### Available data
use crate::error::wallet::WalletError;
use thiserror::Error;

/// Failures talking to the SIWB identity canister.
#[derive(Error, Debug, Clone, PartialEq, Eq)]
pub enum SiwbServiceError {
    #[error("Call to '{method}' failed: {message}")]
    CallFailed { method: String, message: String },

    #[error("Failed to encode arguments for '{method}': {message}")]
    EncodeFailed { method: String, message: String },

    #[error("Failed to decode the response of '{method}': {message}")]
    DecodeFailed { method: String, message: String },

    #[error("{0}")]
    Rejected(String),
}

/// Why a SIWB run ended in `idle`.
#[derive(Error, Debug, Clone, PartialEq, Eq)]
pub enum SiwbError {
    #[error("Failed to connect the wallet")]
    WalletDiscovery(#[source] WalletError),

    #[error("Failed to prepare the login challenge")]
    PrepareLoginFailed(#[source] SiwbServiceError),

    #[error("There is no login challenge to sign")]
    NoChallenge,

    #[error("Failed to sign the login challenge")]
    SignFailed(#[source] WalletError),

    #[error("Failed to generate a session key: {0}")]
    SessionKeyFailed(String),

    #[error("Failed to log in")]
    LoginFailed(#[source] SiwbServiceError),

    #[error("Failed to fetch the delegation")]
    GetDelegationFailed(#[source] SiwbServiceError),

    #[error("Failed to build the delegated identity: {0}")]
    IdentityFailed(String),

    #[error("Failed to persist the session: {0}")]
    PersistFailed(String),

    #[error("A sign-in is already in progress")]
    Busy,

    #[error("The SIWB machine stopped: {0}")]
    Aborted(String),
}
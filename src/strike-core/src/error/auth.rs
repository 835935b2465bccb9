use crate::error::connector::{ConnectError, DisconnectError};
use thiserror::Error;

#[derive(Error, Debug, Clone, PartialEq, Eq)]
pub enum AuthError {
    #[error("No provider was selected and none was used before")]
    NoProviderSelected,

    #[error("Unknown provider '{0}'")]
    UnknownProvider(String),

    #[error(transparent)]
    Connect(#[from] ConnectError),

    #[error(transparent)]
    Disconnect(#[from] DisconnectError),

    #[error("Provider '{0}' connected without an identity")]
    MissingIdentity(String),

    #[error("Connection was cancelled")]
    Cancelled,

    #[error("The authentication machine stopped")]
    MachineStopped,

    #[error("Authentication aborted: {0}")]
    Aborted(String),
}
pub trait Retryable {
    fn is_retryable(&self) -> bool;
}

### Work task
Scan the material line by line and report each one that contains "crate".

### Answer section
use crate::error::wallet::WalletError;
use crate::error::connector::{ConnectError, DisconnectError};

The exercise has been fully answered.